◆ **Task brief**
Report each line of the material below where the word "format" can be found.

[Given entries — start]

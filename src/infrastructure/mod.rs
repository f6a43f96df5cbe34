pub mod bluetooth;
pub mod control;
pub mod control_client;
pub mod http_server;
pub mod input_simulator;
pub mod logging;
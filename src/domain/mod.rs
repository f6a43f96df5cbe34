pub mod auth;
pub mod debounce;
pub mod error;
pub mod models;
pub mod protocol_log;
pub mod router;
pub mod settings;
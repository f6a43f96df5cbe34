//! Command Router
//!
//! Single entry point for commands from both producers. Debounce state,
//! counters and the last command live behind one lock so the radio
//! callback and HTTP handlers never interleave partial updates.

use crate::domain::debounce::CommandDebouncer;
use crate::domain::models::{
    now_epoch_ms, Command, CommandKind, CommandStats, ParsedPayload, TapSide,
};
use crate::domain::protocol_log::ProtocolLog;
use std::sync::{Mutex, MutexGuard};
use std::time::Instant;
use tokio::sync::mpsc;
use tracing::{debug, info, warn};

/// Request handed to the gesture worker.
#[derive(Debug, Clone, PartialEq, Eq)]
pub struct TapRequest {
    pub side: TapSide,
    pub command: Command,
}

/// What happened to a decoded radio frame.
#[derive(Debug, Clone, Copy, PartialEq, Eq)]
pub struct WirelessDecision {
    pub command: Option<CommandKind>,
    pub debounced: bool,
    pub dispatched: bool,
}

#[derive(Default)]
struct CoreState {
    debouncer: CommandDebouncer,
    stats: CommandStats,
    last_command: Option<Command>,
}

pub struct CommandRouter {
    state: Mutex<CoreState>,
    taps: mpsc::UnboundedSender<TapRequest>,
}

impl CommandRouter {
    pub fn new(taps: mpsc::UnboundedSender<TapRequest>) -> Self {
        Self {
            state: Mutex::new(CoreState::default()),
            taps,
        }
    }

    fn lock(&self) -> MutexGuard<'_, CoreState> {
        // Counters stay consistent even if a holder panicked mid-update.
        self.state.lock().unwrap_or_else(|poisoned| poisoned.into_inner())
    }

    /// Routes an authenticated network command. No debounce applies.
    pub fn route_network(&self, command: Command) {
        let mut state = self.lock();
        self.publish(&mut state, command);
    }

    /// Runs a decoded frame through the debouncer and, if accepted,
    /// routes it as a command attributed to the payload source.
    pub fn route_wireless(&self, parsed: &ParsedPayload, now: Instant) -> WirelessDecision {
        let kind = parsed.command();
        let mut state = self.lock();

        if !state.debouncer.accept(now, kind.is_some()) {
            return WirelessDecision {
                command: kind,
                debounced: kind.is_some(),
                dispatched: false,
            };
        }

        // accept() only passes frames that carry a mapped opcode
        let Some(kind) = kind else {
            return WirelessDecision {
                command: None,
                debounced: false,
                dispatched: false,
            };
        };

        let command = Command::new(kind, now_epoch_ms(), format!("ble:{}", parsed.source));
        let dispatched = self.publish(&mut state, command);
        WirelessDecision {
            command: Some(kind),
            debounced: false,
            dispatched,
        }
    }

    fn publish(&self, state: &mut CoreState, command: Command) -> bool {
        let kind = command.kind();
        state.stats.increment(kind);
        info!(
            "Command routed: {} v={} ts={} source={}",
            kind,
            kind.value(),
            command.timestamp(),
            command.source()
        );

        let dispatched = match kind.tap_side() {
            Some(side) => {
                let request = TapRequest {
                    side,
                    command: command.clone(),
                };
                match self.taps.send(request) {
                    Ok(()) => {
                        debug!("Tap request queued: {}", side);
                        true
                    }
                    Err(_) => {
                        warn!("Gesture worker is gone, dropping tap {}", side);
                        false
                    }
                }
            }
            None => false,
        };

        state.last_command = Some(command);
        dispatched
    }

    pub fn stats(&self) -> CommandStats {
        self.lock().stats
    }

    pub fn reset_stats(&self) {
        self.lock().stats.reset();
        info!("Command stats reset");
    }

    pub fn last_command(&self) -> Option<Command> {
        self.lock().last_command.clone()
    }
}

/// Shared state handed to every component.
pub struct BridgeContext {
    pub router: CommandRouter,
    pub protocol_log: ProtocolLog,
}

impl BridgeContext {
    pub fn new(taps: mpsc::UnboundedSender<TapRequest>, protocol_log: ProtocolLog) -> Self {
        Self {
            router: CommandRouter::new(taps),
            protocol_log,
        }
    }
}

[Given entries — finish]
[Given entries — start]

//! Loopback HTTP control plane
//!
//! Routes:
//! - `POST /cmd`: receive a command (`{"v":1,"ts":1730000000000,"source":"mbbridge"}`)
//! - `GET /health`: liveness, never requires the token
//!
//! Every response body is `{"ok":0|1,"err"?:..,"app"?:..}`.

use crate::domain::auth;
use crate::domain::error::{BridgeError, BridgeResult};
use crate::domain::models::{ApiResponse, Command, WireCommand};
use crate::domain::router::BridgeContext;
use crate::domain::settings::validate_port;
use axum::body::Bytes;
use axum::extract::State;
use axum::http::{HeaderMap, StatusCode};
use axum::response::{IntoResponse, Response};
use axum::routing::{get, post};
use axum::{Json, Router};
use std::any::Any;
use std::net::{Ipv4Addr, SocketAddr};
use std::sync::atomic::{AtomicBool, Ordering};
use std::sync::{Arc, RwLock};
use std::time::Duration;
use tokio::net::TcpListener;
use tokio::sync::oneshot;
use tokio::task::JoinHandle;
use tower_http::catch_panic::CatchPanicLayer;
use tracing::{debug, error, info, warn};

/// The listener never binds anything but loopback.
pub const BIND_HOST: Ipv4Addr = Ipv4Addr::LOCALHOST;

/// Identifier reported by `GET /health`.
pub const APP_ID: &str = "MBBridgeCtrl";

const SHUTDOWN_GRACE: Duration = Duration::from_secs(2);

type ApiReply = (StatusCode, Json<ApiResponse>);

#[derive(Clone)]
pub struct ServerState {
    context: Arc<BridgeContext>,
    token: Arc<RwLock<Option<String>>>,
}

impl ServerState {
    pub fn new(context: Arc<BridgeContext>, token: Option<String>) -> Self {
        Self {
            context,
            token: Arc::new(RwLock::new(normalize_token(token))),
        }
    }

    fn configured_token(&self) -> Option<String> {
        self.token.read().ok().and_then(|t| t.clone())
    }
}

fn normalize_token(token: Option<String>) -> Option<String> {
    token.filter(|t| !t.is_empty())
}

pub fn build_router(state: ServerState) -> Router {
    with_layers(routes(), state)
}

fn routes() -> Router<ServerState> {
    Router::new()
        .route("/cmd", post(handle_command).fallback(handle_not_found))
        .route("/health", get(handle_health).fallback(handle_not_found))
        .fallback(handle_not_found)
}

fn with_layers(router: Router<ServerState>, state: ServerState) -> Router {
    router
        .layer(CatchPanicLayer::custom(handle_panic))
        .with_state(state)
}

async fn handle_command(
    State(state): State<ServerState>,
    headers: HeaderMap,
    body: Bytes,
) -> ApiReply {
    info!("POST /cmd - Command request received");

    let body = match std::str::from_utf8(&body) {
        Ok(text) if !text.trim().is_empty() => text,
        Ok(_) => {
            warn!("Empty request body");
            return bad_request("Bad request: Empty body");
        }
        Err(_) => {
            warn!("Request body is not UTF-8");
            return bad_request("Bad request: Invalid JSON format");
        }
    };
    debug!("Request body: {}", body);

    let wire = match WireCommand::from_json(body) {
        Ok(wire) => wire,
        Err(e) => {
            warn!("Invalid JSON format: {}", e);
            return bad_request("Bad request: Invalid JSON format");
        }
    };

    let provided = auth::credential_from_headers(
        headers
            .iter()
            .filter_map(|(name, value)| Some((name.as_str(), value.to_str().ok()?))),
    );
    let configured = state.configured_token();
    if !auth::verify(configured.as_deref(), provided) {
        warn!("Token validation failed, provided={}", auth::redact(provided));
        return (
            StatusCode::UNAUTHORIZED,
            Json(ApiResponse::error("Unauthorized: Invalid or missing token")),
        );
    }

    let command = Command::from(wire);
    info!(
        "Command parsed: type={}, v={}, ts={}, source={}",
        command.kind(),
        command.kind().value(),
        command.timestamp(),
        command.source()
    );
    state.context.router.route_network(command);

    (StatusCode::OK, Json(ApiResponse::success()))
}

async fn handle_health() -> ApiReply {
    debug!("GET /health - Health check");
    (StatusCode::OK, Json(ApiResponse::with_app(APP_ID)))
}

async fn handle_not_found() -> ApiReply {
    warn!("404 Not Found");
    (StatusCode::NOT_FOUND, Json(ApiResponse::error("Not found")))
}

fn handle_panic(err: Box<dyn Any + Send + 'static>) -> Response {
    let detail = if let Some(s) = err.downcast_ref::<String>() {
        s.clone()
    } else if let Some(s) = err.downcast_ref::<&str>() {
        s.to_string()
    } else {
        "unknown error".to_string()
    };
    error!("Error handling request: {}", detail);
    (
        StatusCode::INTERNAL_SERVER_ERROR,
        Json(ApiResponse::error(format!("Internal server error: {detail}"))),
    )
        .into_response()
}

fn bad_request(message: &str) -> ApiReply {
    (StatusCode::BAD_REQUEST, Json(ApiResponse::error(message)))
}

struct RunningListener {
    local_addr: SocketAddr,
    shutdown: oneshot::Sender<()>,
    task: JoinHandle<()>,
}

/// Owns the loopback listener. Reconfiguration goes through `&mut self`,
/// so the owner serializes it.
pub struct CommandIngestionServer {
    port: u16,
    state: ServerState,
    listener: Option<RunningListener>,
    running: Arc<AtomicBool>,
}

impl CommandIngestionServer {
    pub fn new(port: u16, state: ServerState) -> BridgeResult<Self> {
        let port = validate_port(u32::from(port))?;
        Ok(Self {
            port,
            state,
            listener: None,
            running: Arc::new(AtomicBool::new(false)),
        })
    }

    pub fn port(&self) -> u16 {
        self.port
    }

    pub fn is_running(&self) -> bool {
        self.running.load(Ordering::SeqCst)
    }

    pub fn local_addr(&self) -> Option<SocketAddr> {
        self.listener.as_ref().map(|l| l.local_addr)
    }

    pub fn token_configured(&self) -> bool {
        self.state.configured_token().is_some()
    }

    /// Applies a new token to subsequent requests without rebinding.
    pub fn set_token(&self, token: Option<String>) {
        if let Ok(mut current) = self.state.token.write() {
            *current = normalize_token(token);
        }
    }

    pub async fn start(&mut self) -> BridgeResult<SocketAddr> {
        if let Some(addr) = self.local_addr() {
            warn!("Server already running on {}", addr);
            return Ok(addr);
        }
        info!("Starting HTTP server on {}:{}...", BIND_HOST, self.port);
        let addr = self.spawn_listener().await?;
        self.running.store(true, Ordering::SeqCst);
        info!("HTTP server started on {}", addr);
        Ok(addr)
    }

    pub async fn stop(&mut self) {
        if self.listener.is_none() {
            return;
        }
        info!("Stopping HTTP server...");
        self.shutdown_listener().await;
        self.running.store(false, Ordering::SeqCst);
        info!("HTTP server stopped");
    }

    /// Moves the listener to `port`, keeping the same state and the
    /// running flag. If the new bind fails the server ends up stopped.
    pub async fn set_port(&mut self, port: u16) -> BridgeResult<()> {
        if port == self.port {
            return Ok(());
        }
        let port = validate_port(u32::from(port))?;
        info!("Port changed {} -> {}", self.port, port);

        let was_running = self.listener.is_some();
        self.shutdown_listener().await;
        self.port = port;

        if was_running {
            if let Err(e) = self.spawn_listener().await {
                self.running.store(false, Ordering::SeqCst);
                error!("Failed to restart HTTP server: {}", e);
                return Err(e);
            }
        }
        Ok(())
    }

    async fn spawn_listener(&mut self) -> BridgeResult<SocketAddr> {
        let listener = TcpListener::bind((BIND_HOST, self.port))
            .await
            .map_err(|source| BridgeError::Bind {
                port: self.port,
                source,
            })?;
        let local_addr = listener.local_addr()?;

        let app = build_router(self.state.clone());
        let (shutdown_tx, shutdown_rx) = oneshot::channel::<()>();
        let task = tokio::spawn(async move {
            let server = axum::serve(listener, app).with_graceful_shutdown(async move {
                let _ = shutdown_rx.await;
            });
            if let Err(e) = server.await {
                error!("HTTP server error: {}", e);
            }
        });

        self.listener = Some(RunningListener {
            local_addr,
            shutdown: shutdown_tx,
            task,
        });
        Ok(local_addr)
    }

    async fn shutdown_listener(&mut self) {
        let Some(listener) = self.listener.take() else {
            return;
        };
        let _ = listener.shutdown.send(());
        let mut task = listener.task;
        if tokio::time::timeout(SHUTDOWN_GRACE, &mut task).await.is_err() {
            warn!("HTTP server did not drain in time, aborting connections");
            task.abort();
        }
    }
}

[Given entries — finish]

◆ **Exercise result**
        let command = Command::new(kind, now_epoch_ms(), format!("ble:{}", parsed.source));
            return bad_request("Bad request: Invalid JSON format");
            warn!("Invalid JSON format: {}", e);
            return bad_request("Bad request: Invalid JSON format");
        Json(ApiResponse::error(format!("Internal server error: {detail}"))),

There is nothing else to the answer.